WHAT TO WORK ON. Answer with one number only: how many lines in this material contain the word "KeyStatus"?

DATA FOR ANALYSIS.
//! Key metadata, key material and the published key ring.

use std::collections::BTreeMap;
use std::fmt;
use std::sync::atomic::{AtomicU64, Ordering};
use std::sync::Arc;

use chrono::{DateTime, Utc};
use rand::rngs::OsRng;
use rand::RngCore;
use serde::{Deserialize, Serialize};
use zeroize::Zeroizing;

pub const ALGORITHM: &str = "AES-256-GCM";
pub const KEY_LEN: usize = 32;
pub const NONCE_LEN: usize = 12;
pub const TAG_LEN: usize = 16;

/// Lifecycle state of a key.
#[derive(Debug, Clone, Copy, PartialEq, Eq, Serialize, Deserialize)]
#[serde(rename_all = "SCREAMING_SNAKE_CASE")]
pub enum KeyStatus {
    /// Used for new encryptions.
    Active,
    /// Replaced, still fully readable during the grace window.
    Rotating,
    /// Decrypt-only until purged.
    Retired,
}

/// A lifecycle transition, as reported in events.
#[derive(Debug, Clone, Copy, PartialEq, Eq, Serialize, Deserialize)]
#[serde(rename_all = "snake_case")]
pub enum KeyEvent {
    Generated,
    Rotating,
    Retired,
    Purged,
}

impl KeyEvent {
    pub fn as_str(&self) -> &'static str {
        match self {
            KeyEvent::Generated => "generated",
            KeyEvent::Rotating => "rotating",
            KeyEvent::Retired => "retired",
            KeyEvent::Purged => "purged",
        }
    }
}

/// Public metadata of an encryption key. Holds no material.
#[derive(Debug, Clone, PartialEq, Eq, Serialize, Deserialize)]
pub struct EncryptionKey {
    pub key_id: String,
    pub algorithm: String,
    pub created_at: DateTime<Utc>,
    pub rotates_at: DateTime<Utc>,
    pub status: KeyStatus,
    pub status_changed_at: DateTime<Utc>,
}

impl EncryptionKey {
    pub fn new(key_id: String, created_at: DateTime<Utc>, rotates_at: DateTime<Utc>) -> Self {
        Self {
            key_id,
            algorithm: ALGORITHM.to_string(),
            created_at,
            rotates_at,
            status: KeyStatus::Active,
            status_changed_at: created_at,
        }
    }

    pub fn is_due(&self, now: DateTime<Utc>) -> bool {
        self.status == KeyStatus::Active && self.rotates_at <= now
    }
}

/// 256 bits of key material, zeroed on drop.
pub struct KeyMaterial(Zeroizing<[u8; KEY_LEN]>);

impl KeyMaterial {
    /// Fresh material from the operating system RNG.
    pub fn generate() -> Self {
        let mut bytes = Zeroizing::new([0u8; KEY_LEN]);
        OsRng.fill_bytes(bytes.as_mut());
        Self(bytes)
    }

    pub fn from_bytes(bytes: [u8; KEY_LEN]) -> Self {
        Self(Zeroizing::new(bytes))
    }

    pub fn as_bytes(&self) -> &[u8] {
        self.0.as_ref()
    }
}

impl fmt::Debug for KeyMaterial {
    fn fmt(&self, f: &mut fmt::Formatter<'_>) -> fmt::Result {
        f.write_str("KeyMaterial([REDACTED])")
    }
}

/// Key metadata plus its encryption counter.
///
/// The counter is shared between ring generations so copy-on-write
/// publishing never resets it.
#[derive(Debug, Clone)]
pub struct KeyEntry {
    pub key: EncryptionKey,
    usage: Arc<AtomicU64>,
}

impl KeyEntry {
    pub fn new(key: EncryptionKey) -> Self {
        Self {
            key,
            usage: Arc::new(AtomicU64::new(0)),
        }
    }

    /// Count one encryption; returns the count before this one.
    pub fn record_use(&self) -> u64 {
        self.usage.fetch_add(1, Ordering::Relaxed)
    }

    pub fn uses(&self) -> u64 {
        self.usage.load(Ordering::Relaxed)
    }
}

/// An immutable generation of the key set.
#[derive(Debug, Clone, Default)]
pub struct KeyRing {
    entries: BTreeMap<String, KeyEntry>,
    active: Option<String>,
}

impl KeyRing {
    pub fn active(&self) -> Option<&KeyEntry> {
        self.active.as_ref().and_then(|id| self.entries.get(id))
    }

    pub fn get(&self, key_id: &str) -> Option<&KeyEntry> {
        self.entries.get(key_id)
    }

    pub fn keys(&self) -> impl Iterator<Item = &EncryptionKey> {
        self.entries.values().map(|e| &e.key)
    }

    pub fn len(&self) -> usize {
        self.entries.len()
    }

    pub fn is_empty(&self) -> bool {
        self.entries.is_empty()
    }

    /// Insert a new ACTIVE key, demoting the previous one to ROTATING.
    ///
    /// Returns the demoted key id, if any.
    pub(crate) fn promote(&mut self, key: EncryptionKey, now: DateTime<Utc>) -> Option<String> {
        let previous = self.active.take();
        if let Some(id) = &previous {
            if let Some(entry) = self.entries.get_mut(id) {
                entry.key.status = KeyStatus::Rotating;
                entry.key.status_changed_at = now;
            }
        }
        self.active = Some(key.key_id.clone());
        self.entries.insert(key.key_id.clone(), KeyEntry::new(key));
        previous
    }

    pub(crate) fn set_status(&mut self, key_id: &str, status: KeyStatus, now: DateTime<Utc>) {
        if let Some(entry) = self.entries.get_mut(key_id) {
            entry.key.status = status;
            entry.key.status_changed_at = now;
        }
    }

    pub(crate) fn remove(&mut self, key_id: &str) -> Option<EncryptionKey> {
        if self.active.as_deref() == Some(key_id) {
            self.active = None;
        }
        self.entries.remove(key_id).map(|e| e.key)
    }
}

RESPONSE TO THIS EXERCISE. 6